Write out, from the entries below, exactly the lines that run between the lines holding "Synonym pair, e.g." and "pub struct OutputArgs", inclusive, and stop there.

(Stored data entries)
▬▬▬▬▬▬

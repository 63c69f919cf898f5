use crate::options::{Accuracy, AccuracyMode, MarkOptions};
use clap::{Args, Parser, Subcommand, ValueEnum};
use clap_complete::Shell;
use std::fmt;
use std::path::PathBuf;

#[derive(Parser, Debug)]
#[clap(author, version, about = "Highlight search terms inside XML/XHTML documents", long_about = None)]
pub struct Cli {
    #[clap(long, global = true, value_parser, default_value_t = false)]
    pub verbose: bool,

    #[clap(long, global = true, value_parser)]
    pub log: Option<PathBuf>,

    #[clap(long, global = true, value_parser)]
    pub config: Option<PathBuf>,

    /// Print prometheus counters to stderr when done
    #[clap(long, global = true, value_parser, default_value_t = false)]
    pub metrics: bool,

    /// Emit the summary as JSON
    #[clap(long, global = true, value_parser, default_value_t = false)]
    pub json: bool,

    #[clap(subcommand)]
    pub command: Commands,
}

#[derive(Subcommand, Debug)]
pub enum Commands {
    /// Wrap every occurrence of the given terms in marker elements
    Mark {
        path: PathBuf,

        #[clap(required = true)]
        terms: Vec<String>,

        #[clap(flatten)]
        marker: MarkerArgs,

        #[clap(flatten)]
        search: SearchArgs,

        #[clap(long, value_parser)]
        accuracy: Option<AccuracyArg>,

        /// Boundary characters for exactly/complementary, e.g. ".,-"
        #[clap(long, value_parser)]
        limiters: Option<String>,

        /// Do not split terms on spaces
        #[clap(long, value_parser, default_value_t = false)]
        whole_terms: bool,

        #[clap(long, value_parser, default_value_t = false)]
        no_diacritics: bool,

        /// Synonym pair, e.g. `--synonym say=talk`
        #[clap(long = "synonym", value_parser = parse_synonym)]
        synonyms: Vec<(String, String)>,

        #[clap(flatten)]
        output: OutputArgs,
    },
    /// Wrap every match of a regular expression
    Regex {
        path: PathBuf,

        pattern: String,

        #[clap(flatten)]
        marker: MarkerArgs,

        #[clap(flatten)]
        search: SearchArgs,

        #[clap(flatten)]
        output: OutputArgs,
    },
    /// Remove markers inserted by earlier runs
    Unmark {
        path: PathBuf,

        #[clap(flatten)]
        marker: MarkerArgs,

        #[clap(flatten)]
        output: OutputArgs,
    },
    Completions {
        #[clap(value_enum)]
        shell: Shell,
    },
}

#[derive(Args, Debug, Clone, Default)]
pub struct MarkerArgs {
    /// Marker element name (default: mark)
    #[clap(long, value_parser)]
    pub element: Option<String>,

    #[clap(long = "class", value_parser)]
    pub class_name: Option<String>,

    /// Extra exclusion selectors
    #[clap(long, value_parser, use_value_delimiter = true)]
    pub exclude: Vec<String>,
}

#[derive(Args, Debug, Clone, Default)]
pub struct SearchArgs {
    #[clap(long, value_parser, default_value_t = false)]
    pub across_elements: bool,

    #[clap(long, value_parser, default_value_t = false)]
    pub case_sensitive: bool,

    /// Load local iframe sources and search them too
    #[clap(long, value_parser, default_value_t = false)]
    pub frames: bool,

    #[clap(long, value_parser)]
    pub frame_timeout_ms: Option<u64>,
}

#[derive(Args, Debug, Clone, Default)]
pub struct OutputArgs {
    #[clap(short, long, value_parser, conflicts_with = "in_place")]
    pub output: Option<PathBuf>,

    /// Rewrite input files (required for directories)
    #[clap(long, value_parser, default_value_t = false)]
    pub in_place: bool,
}

#[derive(ValueEnum, Clone, Copy, Debug, Default, PartialEq, Eq)]
pub enum AccuracyArg {
    #[default]
    Partially,
    Exactly,
    Complementary,
}

impl From<AccuracyArg> for AccuracyMode {
    fn from(arg: AccuracyArg) -> Self {
        match arg {
            AccuracyArg::Partially => AccuracyMode::Partially,
            AccuracyArg::Exactly => AccuracyMode::Exactly,
            AccuracyArg::Complementary => AccuracyMode::Complementary,
        }
    }
}

impl fmt::Display for AccuracyArg {
    fn fmt(&self, f: &mut fmt::Formatter<'_>) -> fmt::Result {
        write!(f, "{}", AccuracyMode::from(*self))
    }
}

fn parse_synonym(value: &str) -> Result<(String, String), String> {
    match value.split_once('=') {
        Some((term, synonym)) if !term.trim().is_empty() && !synonym.trim().is_empty() => {
            Ok((term.trim().to_string(), synonym.trim().to_string()))
        }
        _ => Err(format!("expected TERM=SYNONYM, got '{value}'")),
    }
}

impl MarkerArgs {
    pub fn apply(&self, options: &mut MarkOptions) {
        if let Some(element) = &self.element {
            options.element = element.clone();
        }
        if let Some(class_name) = &self.class_name {
            options.class_name = class_name.clone();
        }
        options.exclude.extend(self.exclude.iter().cloned());
    }
}

impl SearchArgs {
    pub fn apply(&self, options: &mut MarkOptions) {
        options.across_elements |= self.across_elements;
        options.case_sensitive |= self.case_sensitive;
        options.iframes |= self.frames;
        if self.frame_timeout_ms.is_some() {
            options.frame_timeout_ms = self.frame_timeout_ms;
        }
    }
}

/// Overrides for the keyword-only flags of `mark`.
pub fn apply_keyword_flags(
    options: &mut MarkOptions,
    accuracy: Option<AccuracyArg>,
    limiters: Option<&str>,
    whole_terms: bool,
    no_diacritics: bool,
    synonyms: &[(String, String)],
) {
    let mode = accuracy
        .map(AccuracyMode::from)
        .unwrap_or_else(|| options.accuracy.mode());
    options.accuracy = match limiters {
        Some(limiters) => Accuracy::Limited {
            value: mode,
            limiters: limiters.chars().map(String::from).collect(),
        },
        None if accuracy.is_some() => Accuracy::Mode(mode),
        None => options.accuracy.clone(),
    };
    if whole_terms {
        options.separate_word_search = false;
    }
    if no_diacritics {
        options.diacritics = false;
    }
    for (term, synonym) in synonyms {
        options.synonyms.insert(term.clone(), synonym.clone());
    }
}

▬▬▬▬▬▬

§ Answer space:
        /// Synonym pair, e.g. `--synonym say=talk`
        #[clap(long = "synonym", value_parser = parse_synonym)]
        synonyms: Vec<(String, String)>,

        #[clap(flatten)]
        output: OutputArgs,
    },
    /// Wrap every match of a regular expression
    Regex {
        path: PathBuf,

        pattern: String,

        #[clap(flatten)]
        marker: MarkerArgs,

        #[clap(flatten)]
        search: SearchArgs,

        #[clap(flatten)]
        output: OutputArgs,
    },
    /// Remove markers inserted by earlier runs
    Unmark {
        path: PathBuf,

        #[clap(flatten)]
        marker: MarkerArgs,

        #[clap(flatten)]
        output: OutputArgs,
    },
    Completions {
        #[clap(value_enum)]
        shell: Shell,
    },
}

#[derive(Args, Debug, Clone, Default)]
pub struct MarkerArgs {
    /// Marker element name (default: mark)
    #[clap(long, value_parser)]
    pub element: Option<String>,

    #[clap(long = "class", value_parser)]
    pub class_name: Option<String>,

    /// Extra exclusion selectors
    #[clap(long, value_parser, use_value_delimiter = true)]
    pub exclude: Vec<String>,
}

#[derive(Args, Debug, Clone, Default)]
pub struct SearchArgs {
    #[clap(long, value_parser, default_value_t = false)]
    pub across_elements: bool,

    #[clap(long, value_parser, default_value_t = false)]
    pub case_sensitive: bool,

    /// Load local iframe sources and search them too
    #[clap(long, value_parser, default_value_t = false)]
    pub frames: bool,

    #[clap(long, value_parser)]
    pub frame_timeout_ms: Option<u64>,
}

#[derive(Args, Debug, Clone, Default)]
pub struct OutputArgs {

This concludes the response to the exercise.